En el silencio que siguió oyeron el repicar de las primeras gotas de lluvia contra el cristal de la ventana. Ella suspiró, se puso en pie y recogió los guantes, suprimiendo a ese invisible y angustiado ser que compartía sus preocupaciones.

—Bueno —dijo como si hablara sólo para sí—, yo lo he intentado —sonrió—. Gracias por el té —las dos tazas seguían intactas, una finísima capa de espuma sucia flotaba sobre la superficie temblorosa del líquido gris—. He de irme.

—Pídemelo —dijo Quirke.

No se había puesto en pie. Estaba sentado de lado, preparado para levantarse, tenso, una mano sobre el respaldo de la silla y la otra sobre la superficie pegajosa de la mesa. ¿Cómo podía ser tan cruel, jugando siempre así con ella?

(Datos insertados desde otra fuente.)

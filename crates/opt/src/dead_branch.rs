//! Dead tag-branch pruning.
//!
//! Runs after commutation with the set of states control flow can still
//! be in, narrowed at every `CaseTag` and forgotten at every `Pop` (the
//! popped cell may carry any tag). A branch whose tag set cannot
//! intersect the possible states is unreachable and dropped.
use std::collections::BTreeSet;

use stacklang_ir::{Block, Program, TagBranch, Tag};

/// Possible states; `None` is "any".
type PossibleStates = Option<BTreeSet<Tag>>;

pub fn eliminate_dead_branches(program: &mut Program) -> usize {
    let mut removed = 0;
    for typed in program.cfg.values_mut() {
        let body = std::mem::replace(&mut *typed.block, Block::Die);
        *typed.block = walk(body, None, &mut removed);
    }
    removed
}

fn walk(block: Block, possible: PossibleStates, removed: &mut usize) -> Block {
    match block {
        Block::CaseTag(r, branches) => {
            let before = branches.len();
            let branches: Vec<TagBranch> = branches
                .into_iter()
                .filter_map(|TagBranch { tags, body }| {
                    let narrowed: BTreeSet<Tag> = match &possible {
                        None => tags.clone(),
                        Some(states) => tags.intersection(states).copied().collect(),
                    };
                    if narrowed.is_empty() {
                        return None;
                    }
                    Some(TagBranch {
                        tags,
                        body: walk(body, Some(narrowed), removed),
                    })
                })
                .collect();
            *removed += before - branches.len();
            if branches.is_empty() {
                Block::Die
            } else {
                Block::CaseTag(r, branches)
            }
        }

        Block::Pop(p, k) => Block::Pop(p, Box::new(walk(*k, None, removed))),

        other => other.map_children(&mut |k| walk(k, possible.clone(), removed)),
    }
}

#[cfg(test)]
mod tests {
    use stacklang_ir::{
        case_tag, pop, Block, Label, Nonterminal, Pattern, Program, Register, RegisterSet,
        TypedBlock,
    };

    use super::*;

    fn r(name: &str) -> Register {
        Register::new(name)
    }

    fn tags(ts: &[u32]) -> BTreeSet<Tag> {
        ts.iter().map(|t| Tag(*t)).collect()
    }

    fn single_block_program(needed: RegisterSet, body: Block) -> Program {
        let mut program = Program::new();
        let label = Label::new("run_main");
        program.cfg.insert(
            label.clone(),
            TypedBlock {
                block: Box::new(body),
                stack_type: Vec::new(),
                final_type: None,
                needed_registers: needed,
                has_case_tag: true,
                name: None,
            },
        );
        program.entry.insert(Nonterminal(0), label);
        program
    }

    #[test]
    fn nested_case_prunes_outside_outer_narrowing() {
        // The outer dispatch narrows to {1, 2}; the inner branch on {3}
        // can never be taken.
        let inner = case_tag(
            r("s"),
            vec![
                TagBranch {
                    tags: tags(&[1]),
                    body: Block::Die,
                },
                TagBranch {
                    tags: tags(&[3]),
                    body: Block::Die,
                },
            ],
        );
        let outer = case_tag(
            r("s"),
            vec![TagBranch {
                tags: tags(&[1, 2]),
                body: inner,
            }],
        );
        let mut program =
            single_block_program([r("s")].into_iter().collect(), outer);

        let removed = eliminate_dead_branches(&mut program);
        assert_eq!(removed, 1);

        match &*program.cfg[&Label::new("run_main")].block {
            Block::CaseTag(_, outer_branches) => match &outer_branches[0].body {
                Block::CaseTag(_, inner_branches) => {
                    assert_eq!(inner_branches.len(), 1);
                    assert_eq!(inner_branches[0].tags, tags(&[1]));
                }
                other => panic!("expected inner case tag, got {other:?}"),
            },
            other => panic!("expected outer case tag, got {other:?}"),
        }
    }

    #[test]
    fn pop_forgets_the_narrowing() {
        // After a pop the state register may hold anything; the inner
        // branch on {3} must survive.
        let inner = case_tag(
            r("t"),
            vec![TagBranch {
                tags: tags(&[3]),
                body: Block::Die,
            }],
        );
        let outer = case_tag(
            r("s"),
            vec![TagBranch {
                tags: tags(&[1]),
                body: pop(Pattern::Reg(r("t")), inner),
            }],
        );
        let mut program =
            single_block_program([r("s")].into_iter().collect(), outer);

        let removed = eliminate_dead_branches(&mut program);
        assert_eq!(removed, 0);
    }
}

—Sabes que no puedo —dijo ella.

—¿Por qué no?

Ella soltó una risa exasperada.

—Porque entonces estaría en deuda contigo.

—No.

—¡Sí! —dijo ella con la misma vehemencia que él—. Hazlo, Quirke. Hazlo por Phoebe, por su felicidad.

—No —volvió a decir él como si tal cosa—. Si acaso, lo haré por ti.